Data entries
-- Opening Marker --

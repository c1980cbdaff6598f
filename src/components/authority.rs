//! Authority.

use core::fmt;
use core::str::FromStr;

use crate::components::{Host, Scheme, Userinfo};
use crate::error::{Component, Error};
use crate::parser::decompose::decompose_authority;

/// Authority component: `[ userinfo "@" ] host [ ":" port ]`.
///
/// The `@` and `:` delimiters are structural and not part of any field.
///
/// # Examples
///
/// ```
/// use uri_generic::components::{Authority, Host};
///
/// let authority = Authority::parse("user:pw@Example.com:8080")?;
/// assert_eq!(authority.userinfo().map(|u| u.as_str()), Some("user:pw"));
/// assert_eq!(authority.host(), &Host::RegisteredName("example.com".into()));
/// assert_eq!(authority.port(), Some(8080));
/// assert_eq!(authority.to_string(), "user:pw@example.com:8080");
/// # Ok::<_, uri_generic::Error>(())
/// ```
#[derive(Debug, Clone, PartialEq, Eq, Hash)]
pub struct Authority {
    /// Userinfo.
    userinfo: Option<Userinfo>,
    /// Host.
    host: Host,
    /// Port.
    port: Option<u16>,
}

impl Authority {
    /// Creates an authority from already validated parts.
    #[inline]
    #[must_use]
    pub fn new(userinfo: Option<Userinfo>, host: Host, port: Option<u16>) -> Self {
        Self {
            userinfo,
            host,
            port,
        }
    }

    /// Parses an authority.
    ///
    /// An empty port (as in `example.com:`) is treated as absent.
    pub fn parse(s: &str) -> Result<Self, Error> {
        let raw = decompose_authority(s);
        let userinfo = raw.userinfo.map(Userinfo::parse).transpose()?;
        let host = Host::parse(raw.host)?;
        let port = match raw.port {
            Some(port) => parse_port(port)?,
            None => None,
        };
        Ok(Self {
            userinfo,
            host,
            port,
        })
    }

    /// Returns the userinfo.
    #[inline]
    #[must_use]
    pub fn userinfo(&self) -> Option<&Userinfo> {
        self.userinfo.as_ref()
    }

    /// Returns the host.
    #[inline]
    #[must_use]
    pub fn host(&self) -> &Host {
        &self.host
    }

    /// Returns the port.
    #[inline]
    #[must_use]
    pub fn port(&self) -> Option<u16> {
        self.port
    }

    /// Returns the authority with the port dropped if it is the default
    /// port of the scheme.
    #[must_use]
    pub(crate) fn without_default_port(&self, scheme: Option<&Scheme>) -> Self {
        let port = match (self.port, scheme.and_then(Scheme::default_port)) {
            (Some(port), Some(default)) if port == default => None,
            (port, _) => port,
        };
        Self {
            userinfo: self.userinfo.clone(),
            host: self.host.clone(),
            port,
        }
    }
}

impl fmt::Display for Authority {
    fn fmt(&self, f: &mut fmt::Formatter<'_>) -> fmt::Result {
        if let Some(userinfo) = &self.userinfo {
            write!(f, "{}@", userinfo)?;
        }
        write!(f, "{}", self.host)?;
        if let Some(port) = self.port {
            write!(f, ":{}", port)?;
        }
        Ok(())
    }
}

impl FromStr for Authority {
    type Err = Error;

    #[inline]
    fn from_str(s: &str) -> Result<Self, Self::Err> {
        Self::parse(s)
    }
}

/// Parses a port.
///
/// Returns `Ok(None)` for the empty string, since `port = *DIGIT` allows it
/// and it means the same as an absent port.
///
/// # Examples
///
/// ```
/// use uri_generic::components::parse_port;
///
/// assert_eq!(parse_port("8080")?, Some(8080));
/// assert_eq!(parse_port("0")?, Some(0));
/// assert_eq!(parse_port("")?, None);
/// assert!(parse_port("65536").is_err());
/// assert!(parse_port("80a").is_err());
/// # Ok::<_, uri_generic::Error>(())
/// ```
pub fn parse_port(s: &str) -> Result<Option<u16>, Error> {
    if s.is_empty() {
        return Ok(None);
    }
    let mut port = 0_u16;
    for &b in s.as_bytes() {
        if !b.is_ascii_digit() {
            debug!(input = s, byte = b, "rejected port");
            return Err(Error::invalid_component(
                Component::Port,
                s,
                "non-digit in port",
                Some(b),
            ));
        }
        port = port
            .checked_mul(10)
            .and_then(|p| p.checked_add(u16::from(b - b'0')))
            .ok_or_else(|| Error::invalid_component(Component::Port, s, "port out of range", None))?;
    }
    Ok(Some(port))
}
//! Internal logging shims.
//!
//! When the `tracing` feature is enabled these macros forward to [`tracing`].
//! When it is disabled they expand to nothing, so call sites never need
//! `#[cfg]` annotations.
//!
//! [`tracing`]: https://docs.rs/tracing

// Only one side of each cfg pair is active at a time.
#![allow(unused_macros)]

// ---- feature = "tracing" ----

/// Emits a `TRACE` level event.
#[cfg(feature = "tracing")]
macro_rules! trace {
    ($($tt:tt)*) => { ::tracing::trace!($($tt)*) }
}

/// Emits a `DEBUG` level event.
#[cfg(feature = "tracing")]
macro_rules! debug {
    ($($tt:tt)*) => { ::tracing::debug!($($tt)*) }
}

/// Emits a `WARN` level event.
#[cfg(feature = "tracing")]
macro_rules! warn {
    ($($tt:tt)*) => { ::tracing::warn!($($tt)*) }
}

// ---- not(feature = "tracing") ----

/// Emits a `TRACE` level event (disabled).
#[cfg(not(feature = "tracing"))]
macro_rules! trace {
    ($($tt:tt)*) => {};
}

/// Emits a `DEBUG` level event (disabled).
#[cfg(not(feature = "tracing"))]
macro_rules! debug {
    ($($tt:tt)*) => {};
}

/// Emits a `WARN` level event (disabled).
#[cfg(not(feature = "tracing"))]
macro_rules! warn {
    ($($tt:tt)*) => {};
}
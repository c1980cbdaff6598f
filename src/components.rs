//! Components of URIs.
//!
//! Each component type is validated on construction, so a value of one of
//! these types is always a well-formed piece of a URI.

mod authority;
mod host;
mod scheme;
mod text;

use alloc::string::String;

use crate::error::Error;
use crate::parser::decompose::decompose_uri_reference;
use crate::parser::validate::validate_uri_chars;

pub use self::authority::{parse_port, Authority};
pub use self::host::{is_valid_ipv4, Host};
pub use self::scheme::{default_port, Scheme};
pub use self::text::{Fragment, Path, Query, Userinfo};

/// Raw components of a URI reference, before validation.
///
/// See <https://tools.ietf.org/html/rfc3986#section-5.2.2>.
#[derive(Debug, Clone, Copy, PartialEq, Eq)]
pub(crate) struct RawComponents<'a> {
    /// Scheme.
    pub(crate) scheme: Option<&'a str>,
    /// Authority.
    ///
    /// Note that this can be `Some("")`.
    pub(crate) authority: Option<&'a str>,
    /// Path.
    pub(crate) path: &'a str,
    /// Query.
    pub(crate) query: Option<&'a str>,
    /// Fragment.
    pub(crate) fragment: Option<&'a str>,
}

/// Validated components of a URI reference.
#[derive(Debug, Clone, PartialEq, Eq, Hash)]
pub(crate) struct Components {
    /// Scheme.
    pub(crate) scheme: Option<Scheme>,
    /// Authority.
    pub(crate) authority: Option<Authority>,
    /// Path. Always present, possibly empty.
    pub(crate) path: Path,
    /// Query.
    pub(crate) query: Option<Query>,
    /// Fragment.
    pub(crate) fragment: Option<Fragment>,
}

impl Components {
    /// Parses and validates every component of the given URI reference.
    ///
    /// The first failure is returned; nothing is recovered.
    pub(crate) fn parse(s: &str) -> Result<Self, Error> {
        validate_uri_chars(s)?;
        let raw = decompose_uri_reference(s);
        let scheme = raw.scheme.map(Scheme::parse).transpose()?;
        let authority = raw.authority.map(Authority::parse).transpose()?;
        let path = Path::parse(raw.path)?;
        let query = raw.query.map(Query::parse).transpose()?;
        let fragment = raw.fragment.map(Fragment::parse).transpose()?;
        Ok(Self {
            scheme,
            authority,
            path,
            query,
            fragment,
        })
    }
}

#[cfg(test)]
impl Components {
    /// Serializes the components into a URI reference string.
    #[must_use]
    pub(crate) fn compose(&self) -> String {
        compose(
            self.scheme.as_ref(),
            self.authority.as_ref(),
            self.path.as_str(),
            self.query.as_ref().map(Query::as_str),
            self.fragment.as_ref().map(Fragment::as_str),
        )
    }
}

/// Serializes components into a URI reference string.
///
/// The path is adjusted when it would otherwise change the structure of the
/// result:
///
/// * with an authority, a non-empty path gets a leading `/`;
/// * without an authority, a path starting with `//` gets a `/.` prefix
///   (as WHATWG URL Standard serializes it);
/// * without a scheme and an authority, a path whose first segment contains
///   a colon gets a `./` prefix.
#[must_use]
pub(crate) fn compose(
    scheme: Option<&Scheme>,
    authority: Option<&Authority>,
    path: &str,
    query: Option<&str>,
    fragment: Option<&str>,
) -> String {
    use core::fmt::Write as _;

    let mut buf = String::new();
    if let Some(scheme) = scheme {
        buf.push_str(scheme.as_str());
        buf.push(':');
    }
    match authority {
        Some(authority) => {
            buf.push_str("//");
            // Writing into a `String` never fails.
            let _ = write!(buf, "{}", authority);
            if !path.is_empty() && !path.starts_with('/') {
                buf.push('/');
            }
        }
        None => {
            if path.starts_with("//") {
                warn!(path, "prefixing `/.` to keep the path apart from an authority");
                buf.push_str("/.");
            } else if scheme.is_none() && first_segment_has_colon(path) {
                warn!(path, "prefixing `./` to keep the path apart from a scheme");
                buf.push_str("./");
            }
        }
    }
    buf.push_str(path);
    if let Some(query) = query {
        buf.push('?');
        buf.push_str(query);
    }
    if let Some(fragment) = fragment {
        buf.push('#');
        buf.push_str(fragment);
    }
    buf
}

/// Returns `true` if the first segment of the path contains a colon.
#[must_use]
fn first_segment_has_colon(path: &str) -> bool {
    path.split('/').next().map_or(false, |seg| seg.contains(':'))
}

-- Closing Marker --

WORK TO COMPLETE
Lines containing the word "Error" are to be located in the entries and copied.

TASK RESULT
use crate::error::{Component, Error};
/// # Ok::<_, uri_generic::Error>(())
    pub fn parse(s: &str) -> Result<Self, Error> {
    type Err = Error;
/// # Ok::<_, uri_generic::Error>(())
pub fn parse_port(s: &str) -> Result<Option<u16>, Error> {
            return Err(Error::invalid_component(
            .ok_or_else(|| Error::invalid_component(Component::Port, s, "port out of range", None))?;
use crate::error::Error;
    pub(crate) fn parse(s: &str) -> Result<Self, Error> {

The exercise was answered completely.